__Exercise__
Scan the records beneath this line for the line holding "self.in_flight = self.in_flight.saturating_sub(1);" and the line holding "pub fn resolve_result(&mut", then transcribe exactly those two and all lines between.

__Provided records__
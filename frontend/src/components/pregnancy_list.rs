use shared::PregnancyEntry;
use yew::prelude::*;

use crate::state::herd_state::or_not_available;

#[derive(Properties, PartialEq)]
pub struct PregnancyListProps {
    pub pregnancies: Vec<PregnancyEntry>,
}

#[function_component(PregnancyList)]
pub fn pregnancy_list(props: &PregnancyListProps) -> Html {
    html! {
        <div class="pregnancy-list">
            <div class="section-header">
                <h2>{"Pregnancies"}</h2>
            </div>

            {if props.pregnancies.is_empty() {
                html! { <p class="empty-state">{"No confirmed pregnancies yet"}</p> }
            } else {
                html! {
                    <div class="pregnancy-cards">
                        {for props.pregnancies.iter().map(|entry| html! {
                            <div class="pregnancy-card" key={entry.cow.id.clone()}>
                                <h3>{entry.cow.name.clone()}</h3>
                                <p class="cow-tag">{format!("Tag: {}", entry.cow.tag_number)}</p>
                                {if let Some(record) = &entry.latest_confirmed {
                                    html! {
                                        <div class="pregnancy-details">
                                            <p>{format!("Inseminated: {}", record.date)}</p>
                                            <p>{format!("Doctor: {}", or_not_available(&record.doctor_name))}</p>
                                            <p>{format!("Bull: {}", or_not_available(&record.bull_name))}</p>
                                        </div>
                                    }
                                } else {
                                    html! {}
                                }}
                            </div>
                        })}
                    </div>
                }
            }}
        </div>
    }
}
//! Runtime configuration.
//!
//! Defaults work out of the box. An optional `config.yaml` in the data
//! directory overrides them; the Gemini API key only ever comes from the
//! `API_KEY` environment variable.

use anyhow::{Context, Result};
use serde::{Deserialize, Serialize};
use std::fs;
use std::path::{Path, PathBuf};
use tracing::{info, warn};

pub const CONFIG_FILE_NAME: &str = "config.yaml";
pub const API_KEY_ENV: &str = "API_KEY";

#[derive(Debug, Clone, Serialize, Deserialize, PartialEq)]
#[serde(default)]
pub struct AdvisoryConfig {
    pub base_url: String,
    pub model: String,
    pub temperature: f32,
    #[serde(skip)]
    pub api_key: Option<String>,
}

impl Default for AdvisoryConfig {
    fn default() -> Self {
        Self {
            base_url: "https://generativelanguage.googleapis.com".to_string(),
            model: "gemini-3-flash-preview".to_string(),
            temperature: 0.7,
            api_key: None,
        }
    }
}

#[derive(Debug, Clone, Serialize, Deserialize, PartialEq)]
#[serde(default)]
pub struct AppConfig {
    #[serde(skip)]
    pub data_directory: PathBuf,
    pub bind_address: String,
    /// Origin the browser UI is served from, allowed by CORS
    pub allowed_origin: String,
    /// Built frontend assets served for every non-API path
    pub frontend_dist: PathBuf,
    pub advisory: AdvisoryConfig,
}

impl Default for AppConfig {
    fn default() -> Self {
        Self {
            data_directory: default_data_directory(),
            bind_address: "127.0.0.1:3000".to_string(),
            allowed_origin: "http://localhost:8080".to_string(),
            frontend_dist: PathBuf::from("../frontend/dist"),
            advisory: AdvisoryConfig::default(),
        }
    }
}

impl AppConfig {
    /// Load from the default data directory and the process environment
    pub fn load() -> Result<Self> {
        let api_key = std::env::var(API_KEY_ENV).ok();
        Self::load_from(default_data_directory(), api_key)
    }

    /// Load `config.yaml` from `data_directory` if present, otherwise use defaults
    pub fn load_from<P: AsRef<Path>>(data_directory: P, api_key: Option<String>) -> Result<Self> {
        let data_directory = data_directory.as_ref().to_path_buf();
        let config_path = data_directory.join(CONFIG_FILE_NAME);

        let mut config = if config_path.exists() {
            let contents = fs::read_to_string(&config_path)
                .with_context(|| format!("Failed to read {}", config_path.display()))?;
            let config: AppConfig = serde_yaml::from_str(&contents)
                .with_context(|| format!("Failed to parse {}", config_path.display()))?;
            info!("Loaded configuration from {}", config_path.display());
            config
        } else {
            info!("No {} found, using default configuration", CONFIG_FILE_NAME);
            AppConfig::default()
        };

        config.data_directory = data_directory;
        config.advisory.api_key = api_key.filter(|k| !k.trim().is_empty());
        if config.advisory.api_key.is_none() {
            warn!("{} is not set; the assistant will answer with its fallback message", API_KEY_ENV);
        }

        Ok(config)
    }
}

/// `<platform data dir>/CowManager`, falling back to `~/Documents/CowManager`
fn default_data_directory() -> PathBuf {
    if let Some(dir) = dirs::data_dir() {
        return dir.join("CowManager");
    }
    if let Some(home) = dirs::home_dir() {
        return home.join("Documents").join("CowManager");
    }
    PathBuf::from("cowmanager_data")
}

#[cfg(test)]
mod tests {
    use super::*;
    use tempfile::TempDir;

    #[test]
    fn test_defaults_without_file() {
        let temp_dir = TempDir::new().unwrap();
        let config = AppConfig::load_from(temp_dir.path(), None).unwrap();

        assert_eq!(config.data_directory, temp_dir.path());
        assert_eq!(config.bind_address, "127.0.0.1:3000");
        assert_eq!(config.advisory.model, "gemini-3-flash-preview");
        assert_eq!(config.advisory.temperature, 0.7);
        assert_eq!(config.advisory.api_key, None);
    }

    #[test]
    fn test_partial_file_overrides_defaults() {
        let temp_dir = TempDir::new().unwrap();
        fs::write(
            temp_dir.path().join(CONFIG_FILE_NAME),
            "bind_address: 0.0.0.0:8000\nadvisory:\n  temperature: 0.2\n",
        )
        .unwrap();

        let config = AppConfig::load_from(temp_dir.path(), Some("secret".to_string())).unwrap();
        assert_eq!(config.bind_address, "0.0.0.0:8000");
        assert_eq!(config.allowed_origin, "http://localhost:8080");
        assert_eq!(config.advisory.temperature, 0.2);
        assert_eq!(config.advisory.model, "gemini-3-flash-preview");
        assert_eq!(config.advisory.api_key.as_deref(), Some("secret"));
    }

    #[test]
    fn test_blank_api_key_is_none() {
        let temp_dir = TempDir::new().unwrap();
        let config = AppConfig::load_from(temp_dir.path(), Some("  ".to_string())).unwrap();
        assert_eq!(config.advisory.api_key, None);
    }

    #[test]
    fn test_invalid_file_is_an_error() {
        let temp_dir = TempDir::new().unwrap();
        fs::write(temp_dir.path().join(CONFIG_FILE_NAME), "bind_address: [unclosed").unwrap();
        assert!(AppConfig::load_from(temp_dir.path(), None).is_err());
    }
}
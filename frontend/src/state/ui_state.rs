//! View-level UI state: active tab, the two modal forms, the insemination
//! filter panel and the assistant exchange.

use std::rc::Rc;

use shared::{AdviceResponse, AppView, Cow, InseminationFilter, StatusFilter, ADVISORY_FALLBACK};
use yew::Reducible;

#[derive(Debug, Clone, PartialEq, Default)]
pub enum CowModal {
    #[default]
    Closed,
    New,
    Edit(Cow),
}

impl CowModal {
    pub fn is_open(&self) -> bool {
        !matches!(self, CowModal::Closed)
    }

    pub fn editing(&self) -> Option<&Cow> {
        match self {
            CowModal::Edit(cow) => Some(cow),
            _ => None,
        }
    }
}

/// Two-step insemination form: search a cow by tag, then fill in details
#[derive(Debug, Clone, PartialEq, Default)]
pub struct InseminationModal {
    pub open: bool,
    pub tag_search: String,
    pub selected_cow_id: Option<String>,
}

impl InseminationModal {
    /// The detail form is only offered once a cow is chosen
    pub fn shows_detail_form(&self) -> bool {
        self.open && self.selected_cow_id.is_some()
    }
}

#[derive(Debug, Clone, PartialEq, Default)]
pub struct UiState {
    pub view: AppView,
    pub cow_modal: CowModal,
    pub insemination_modal: InseminationModal,
    pub show_filters: bool,
    pub filter: InseminationFilter,
}

#[derive(Debug, Clone, PartialEq)]
pub enum UiAction {
    Navigate(AppView),
    OpenNewCow,
    OpenEditCow(Cow),
    CloseCowModal,
    OpenInseminationModal,
    SetTagSearch(String),
    SelectCow(String),
    ClearSelectedCow,
    CloseInseminationModal,
    ToggleFilters,
    SetStatusFilter(StatusFilter),
    SetStartDate(String),
    SetEndDate(String),
    ResetFilters,
    /// Back to a fresh state after logout
    Reset,
}

fn non_blank(value: String) -> Option<String> {
    if value.trim().is_empty() {
        None
    } else {
        Some(value)
    }
}

impl Reducible for UiState {
    type Action = UiAction;

    fn reduce(self: Rc<Self>, action: Self::Action) -> Rc<Self> {
        let mut next = (*self).clone();

        match action {
            UiAction::Navigate(view) => next.view = view,
            UiAction::OpenNewCow => next.cow_modal = CowModal::New,
            UiAction::OpenEditCow(cow) => next.cow_modal = CowModal::Edit(cow),
            UiAction::CloseCowModal => next.cow_modal = CowModal::Closed,
            UiAction::OpenInseminationModal => {
                next.insemination_modal = InseminationModal {
                    open: true,
                    ..InseminationModal::default()
                }
            }
            UiAction::SetTagSearch(query) => next.insemination_modal.tag_search = query,
            UiAction::SelectCow(cow_id) => next.insemination_modal.selected_cow_id = Some(cow_id),
            UiAction::ClearSelectedCow => next.insemination_modal.selected_cow_id = None,
            UiAction::CloseInseminationModal => next.insemination_modal = InseminationModal::default(),
            UiAction::ToggleFilters => next.show_filters = !next.show_filters,
            UiAction::SetStatusFilter(status) => next.filter.status = status,
            UiAction::SetStartDate(date) => next.filter.start_date = non_blank(date),
            UiAction::SetEndDate(date) => next.filter.end_date = non_blank(date),
            UiAction::ResetFilters => next.filter = InseminationFilter::default(),
            UiAction::Reset => next = UiState::default(),
        }

        Rc::new(next)
    }
}

/// Question/answer slot of the assistant tab.
///
/// Several questions may be in flight; whichever answer arrives last is the
/// one shown.
#[derive(Debug, Clone, PartialEq, Default)]
pub struct AssistantState {
    pub query: String,
    pub response: Option<String>,
    in_flight: usize,
}

impl AssistantState {
    pub fn is_loading(&self) -> bool {
        self.in_flight > 0
    }

    /// Start a request for the current query. Returns the trimmed query, or
    /// None if there is nothing to ask.
    pub fn begin(&mut self) -> Option<String> {
        let query = self.query.trim();
        if query.is_empty() {
            return None;
        }
        let query = query.to_string();
        self.in_flight += 1;
        Some(query)
    }

    pub fn resolve(&mut self, answer: String) {
        self.in_flight = self.in_flight.saturating_sub(1);
        self.response = Some(answer);
    }

    /// Resolve with the server's answer, or the fixed apology on any failure
    pub fn resolve_result(&mut self, result: Result<AdviceResponse, String>) {
        let answer = match result {
            Ok(response) if !response.advice.trim().is_empty() => response.advice,
            _ => ADVISORY_FALLBACK.to_string(),
        };
        self.resolve(answer);
    }
}

#[cfg(test)]
mod tests {
    use super::*;

    fn cow() -> Cow {
        Cow {
            id: "cow::a".to_string(),
            farmer_id: "farmer::1".to_string(),
            tag_number: "T-1".to_string(),
            name: "Lakshmi".to_string(),
            dob: "2020-05-01".to_string(),
            image: None,
        }
    }

    fn apply(state: UiState, actions: Vec<UiAction>) -> UiState {
        let mut state = Rc::new(state);
        for action in actions {
            state = state.reduce(action);
        }
        (*state).clone()
    }

    #[test]
    fn test_cow_modal_modes() {
        let state = apply(UiState::default(), vec![UiAction::OpenNewCow]);
        assert!(state.cow_modal.is_open());
        assert!(state.cow_modal.editing().is_none());

        let state = apply(state, vec![UiAction::OpenEditCow(cow())]);
        assert_eq!(state.cow_modal.editing().map(|c| c.id.as_str()), Some("cow::a"));

        let state = apply(state, vec![UiAction::CloseCowModal]);
        assert!(!state.cow_modal.is_open());
    }

    #[test]
    fn test_insemination_modal_two_steps() {
        let state = apply(
            UiState::default(),
            vec![UiAction::OpenInseminationModal, UiAction::SetTagSearch("t-".to_string())],
        );
        assert!(state.insemination_modal.open);
        assert!(!state.insemination_modal.shows_detail_form());

        let state = apply(state, vec![UiAction::SelectCow("cow::a".to_string())]);
        assert!(state.insemination_modal.shows_detail_form());

        // reopening starts from the search step again
        let state = apply(
            state,
            vec![UiAction::CloseInseminationModal, UiAction::OpenInseminationModal],
        );
        assert_eq!(state.insemination_modal.selected_cow_id, None);
        assert_eq!(state.insemination_modal.tag_search, "");
    }

    #[test]
    fn test_filter_values_and_reset() {
        let state = apply(
            UiState::default(),
            vec![
                UiAction::ToggleFilters,
                UiAction::SetStatusFilter(StatusFilter::Pending),
                UiAction::SetStartDate("2024-01-15".to_string()),
                UiAction::SetEndDate("".to_string()),
            ],
        );
        assert!(state.show_filters);
        assert_eq!(state.filter.status, StatusFilter::Pending);
        assert_eq!(state.filter.start_date.as_deref(), Some("2024-01-15"));
        assert_eq!(state.filter.end_date, None);

        let state = apply(state, vec![UiAction::ResetFilters]);
        assert!(state.filter.is_empty());
        assert!(state.show_filters);
    }

    #[test]
    fn test_reset_after_logout() {
        let state = apply(
            UiState::default(),
            vec![UiAction::Navigate(AppView::Assistant), UiAction::OpenNewCow, UiAction::Reset],
        );
        assert_eq!(state, UiState::default());
    }

    #[test]
    fn test_assistant_last_answer_wins() {
        let mut assistant = AssistantState::default();
        assert_eq!(assistant.begin(), None);

        assistant.query = "first".to_string();
        assert_eq!(assistant.begin().as_deref(), Some("first"));
        assistant.query = " second ".to_string();
        assert_eq!(assistant.begin().as_deref(), Some("second"));
        assert!(assistant.is_loading());

        assistant.resolve("answer to second".to_string());
        assert!(assistant.is_loading());
        assistant.resolve("answer to first".to_string());

        assert!(!assistant.is_loading());
        assert_eq!(assistant.response.as_deref(), Some("answer to first"));
    }

    #[test]
    fn test_assistant_failure_shows_apology() {
        let mut assistant = AssistantState {
            query: "When is Gauri due?".to_string(),
            ..AssistantState::default()
        };

        assistant.begin();
        assistant.resolve_result(Err("Network error: connection refused".to_string()));
        assert_eq!(assistant.response.as_deref(), Some(ADVISORY_FALLBACK));
        assert!(!assistant.is_loading());

        assistant.begin();
        assistant.resolve_result(Ok(AdviceResponse {
            advice: "Check her in about two weeks.".to_string(),
        }));
        assert_eq!(assistant.response.as_deref(), Some("Check her in about two weeks."));
    }
}
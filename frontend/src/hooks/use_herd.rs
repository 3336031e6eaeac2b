use gloo::timers::future::TimeoutFuture;
use shared::{Cow, InseminationRecord};
use wasm_bindgen_futures::spawn_local;
use yew::prelude::*;

use crate::services::api::ApiClient;
use crate::services::logging::Logger;
use crate::state::{HerdAction, HerdState};

/// Pause before reading freshly loaded data on login and pull-to-refresh
const SETTLE_DELAY_MS: u32 = 800;

#[derive(Clone, PartialEq)]
pub struct UseHerdResult {
    pub state: HerdState,
    pub actions: UseHerdActions,
}

#[derive(Clone, PartialEq)]
pub struct UseHerdActions {
    /// Reload after the settle delay; the callback fires once loading is over
    pub refresh: Callback<Callback<()>>,
    /// Reload right away, used after every write
    pub reload: Callback<()>,
    pub delete_cow: Callback<Cow>,
    pub confirm_insemination: Callback<String>,
    pub delete_insemination: Callback<String>,
}

async fn load_herd(
    api_client: &ApiClient,
    farmer_id: &str,
) -> Result<(Vec<Cow>, Vec<InseminationRecord>), String> {
    let cows = api_client.list_cows(farmer_id).await?.cows;
    let records = api_client.list_inseminations(farmer_id).await?.records;
    Ok((cows, records))
}

fn apply_load(
    herd: &UseReducerDispatcher<HerdState>,
    result: Result<(Vec<Cow>, Vec<InseminationRecord>), String>,
) {
    match result {
        Ok((cows, records)) => {
            Logger::debug_with_component(
                "use_herd",
                &format!("Loaded {} cows and {} records", cows.len(), records.len()),
            );
            herd.dispatch(HerdAction::Loaded { cows, records });
        }
        Err(e) => {
            Logger::error_with_component("use_herd", &format!("Failed to load herd: {}", e));
            herd.dispatch(HerdAction::LoadFailed);
        }
    }
}

#[hook]
pub fn use_herd(api_client: &ApiClient, farmer_id: Option<String>) -> UseHerdResult {
    let herd = use_reducer(HerdState::default);

    let refresh = {
        let api_client = api_client.clone();
        let dispatcher = herd.dispatcher();
        use_callback(farmer_id.clone(), move |done: Callback<()>, farmer_id| {
            let Some(farmer_id) = farmer_id.clone() else {
                done.emit(());
                return;
            };
            let api_client = api_client.clone();
            let dispatcher = dispatcher.clone();

            dispatcher.dispatch(HerdAction::Loading);
            spawn_local(async move {
                TimeoutFuture::new(SETTLE_DELAY_MS).await;
                let result = load_herd(&api_client, &farmer_id).await;
                apply_load(&dispatcher, result);
                done.emit(());
            });
        })
    };

    let reload = {
        let api_client = api_client.clone();
        let dispatcher = herd.dispatcher();
        use_callback(farmer_id.clone(), move |_: (), farmer_id| {
            let Some(farmer_id) = farmer_id.clone() else {
                return;
            };
            let api_client = api_client.clone();
            let dispatcher = dispatcher.clone();
            spawn_local(async move {
                let result = load_herd(&api_client, &farmer_id).await;
                apply_load(&dispatcher, result);
            });
        })
    };

    // Load on login, clear on logout
    {
        let dispatcher = herd.dispatcher();
        let refresh = refresh.clone();
        use_effect_with(farmer_id.clone(), move |farmer_id| {
            if farmer_id.is_some() {
                refresh.emit(Callback::noop());
            } else {
                dispatcher.dispatch(HerdAction::Clear);
            }
            || ()
        });
    }

    let delete_cow = {
        let api_client = api_client.clone();
        let reload = reload.clone();
        use_callback(farmer_id.clone(), move |cow: Cow, farmer_id| {
            let Some(farmer_id) = farmer_id.clone() else {
                return;
            };
            if !gloo::dialogs::confirm(&format!("Delete {}? Its insemination records will be removed too.", cow.name)) {
                return;
            }
            let api_client = api_client.clone();
            let reload = reload.clone();
            spawn_local(async move {
                match api_client.delete_cow(&farmer_id, &cow.id).await {
                    Ok(response) => Logger::info_with_component(
                        "use_herd",
                        &format!(
                            "Deleted cow {} with {} records",
                            response.deleted_cow_id, response.removed_inseminations
                        ),
                    ),
                    Err(e) => Logger::error_with_component("use_herd", &format!("Failed to delete cow: {}", e)),
                }
                reload.emit(());
            });
        })
    };

    let confirm_insemination = {
        let api_client = api_client.clone();
        let reload = reload.clone();
        use_callback(farmer_id.clone(), move |record_id: String, farmer_id| {
            let Some(farmer_id) = farmer_id.clone() else {
                return;
            };
            let api_client = api_client.clone();
            let reload = reload.clone();
            spawn_local(async move {
                if let Err(e) = api_client.confirm_insemination(&farmer_id, &record_id).await {
                    Logger::error_with_component("use_herd", &format!("Failed to confirm record: {}", e));
                }
                reload.emit(());
            });
        })
    };

    let delete_insemination = {
        let api_client = api_client.clone();
        let reload = reload.clone();
        use_callback(farmer_id, move |record_id: String, farmer_id| {
            let Some(farmer_id) = farmer_id.clone() else {
                return;
            };
            if !gloo::dialogs::confirm("Delete this record?") {
                return;
            }
            let api_client = api_client.clone();
            let reload = reload.clone();
            spawn_local(async move {
                if let Err(e) = api_client.delete_insemination(&farmer_id, &record_id).await {
                    Logger::error_with_component("use_herd", &format!("Failed to delete record: {}", e));
                }
                reload.emit(());
            });
        })
    };

    UseHerdResult {
        state: (*herd).clone(),
        actions: UseHerdActions {
            refresh,
            reload,
            delete_cow,
            confirm_insemination,
            delete_insemination,
        },
    }
}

__Result of the task__
        self.in_flight = self.in_flight.saturating_sub(1);
        self.response = Some(answer);
    }

    /// Resolve with the server's answer, or the fixed apology on any failure
    pub fn resolve_result(&mut self, result: Result<AdviceResponse, String>) {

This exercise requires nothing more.